//! Ticker Cache - persistent expiring response cache
//!
//! Serves the cache to the stock dashboard over HTTP.

use std::net::SocketAddr;

use anyhow::Context;
use tokio::signal;
use tokio::task::JoinHandle;
use tracing::{info, warn};
use tracing_subscriber::{layer::SubscriberExt, util::SubscriberInitExt};

use ticker_cache::api::create_router;
use ticker_cache::{spawn_sweep_task, AppState, Config};

/// Main entry point for the ticker cache server.
///
/// # Startup Sequence
/// 1. Initialize tracing subscriber for logging
/// 2. Load configuration from environment variables
/// 3. Load the persisted cache from the configured directory
/// 4. Start the background expiry sweep unless disabled
/// 5. Create Axum router with all endpoints
/// 6. Start HTTP server on configured port
/// 7. Handle graceful shutdown on SIGINT/SIGTERM
#[tokio::main]
async fn main() -> anyhow::Result<()> {
    // Defaults to "info" level, can be overridden with RUST_LOG env var
    tracing_subscriber::registry()
        .with(
            tracing_subscriber::EnvFilter::try_from_default_env()
                .unwrap_or_else(|_| "ticker_cache=info,tower_http=info".into()),
        )
        .with(tracing_subscriber::fmt::layer())
        .init();

    info!("Starting ticker cache server");

    let config = Config::from_env();
    info!(
        "Configuration loaded: ttl={}ms, dir={}, storage_key={}, port={}, cleanup_interval={}s",
        config.ttl_ms,
        config.cache_dir.display(),
        config.storage_key,
        config.server_port,
        config.cleanup_interval
    );

    let state = AppState::from_config(&config);

    let sweep_handle = if config.cleanup_interval > 0 {
        Some(spawn_sweep_task(state.cache.clone(), config.cleanup_interval))
    } else {
        info!("Expiry sweep disabled, stale entries are pruned on read only");
        None
    };

    let app = create_router(state);

    let addr = SocketAddr::from(([0, 0, 0, 0], config.server_port));
    let listener = tokio::net::TcpListener::bind(addr)
        .await
        .with_context(|| format!("failed to bind {}", addr))?;
    info!("Server listening on http://{}", addr);

    axum::serve(listener, app)
        .with_graceful_shutdown(shutdown_signal(sweep_handle))
        .await
        .context("server error")?;

    info!("Server shutdown complete");
    Ok(())
}

/// Waits for shutdown signal (Ctrl+C or SIGTERM), then stops the sweep.
async fn shutdown_signal(sweep_handle: Option<JoinHandle<()>>) {
    let ctrl_c = async {
        if let Err(e) = signal::ctrl_c().await {
            warn!("Failed to listen for Ctrl+C: {}", e);
            std::future::pending::<()>().await;
        }
    };

    #[cfg(unix)]
    let terminate = async {
        match signal::unix::signal(signal::unix::SignalKind::terminate()) {
            Ok(mut sigterm) => {
                sigterm.recv().await;
            }
            Err(e) => {
                warn!("Failed to install SIGTERM handler: {}", e);
                std::future::pending::<()>().await;
            }
        }
    };

    #[cfg(not(unix))]
    let terminate = std::future::pending::<()>();

    tokio::select! {
        _ = ctrl_c => {
            info!("Received Ctrl+C, initiating shutdown...");
        }
        _ = terminate => {
            info!("Received SIGTERM, initiating shutdown...");
        }
    }

    if let Some(handle) = sweep_handle {
        handle.abort();
        warn!("Expiry sweep aborted");
    }
}
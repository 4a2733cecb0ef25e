//! Durable Storage Module
//!
//! A string-keyed blob store the cache persists its mapping into. This plays
//! the role browser local storage plays for the dashboard: one process-wide
//! store, read once at startup and rewritten after every mutation.

mod file;
mod memory;

pub use file::FileStore;
pub use memory::MemoryStore;

use std::fmt;
use std::io;

/// Trait for durable blob storage backends.
pub trait DurableStore: fmt::Debug + Send + Sync {
    /// Reads the blob stored under `key`, `None` if nothing is stored.
    fn read(&self, key: &str) -> io::Result<Option<String>>;

    /// Replaces the blob stored under `key`.
    fn write(&self, key: &str, blob: &str) -> io::Result<()>;

    /// Removes the blob stored under `key`. Removing a missing key is not an error.
    fn remove(&self, key: &str) -> io::Result<()>;
}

____________________

- _Activity_
Find every line above that includes the word "None", then state how many there are and nothing more.

- _Task answer_
2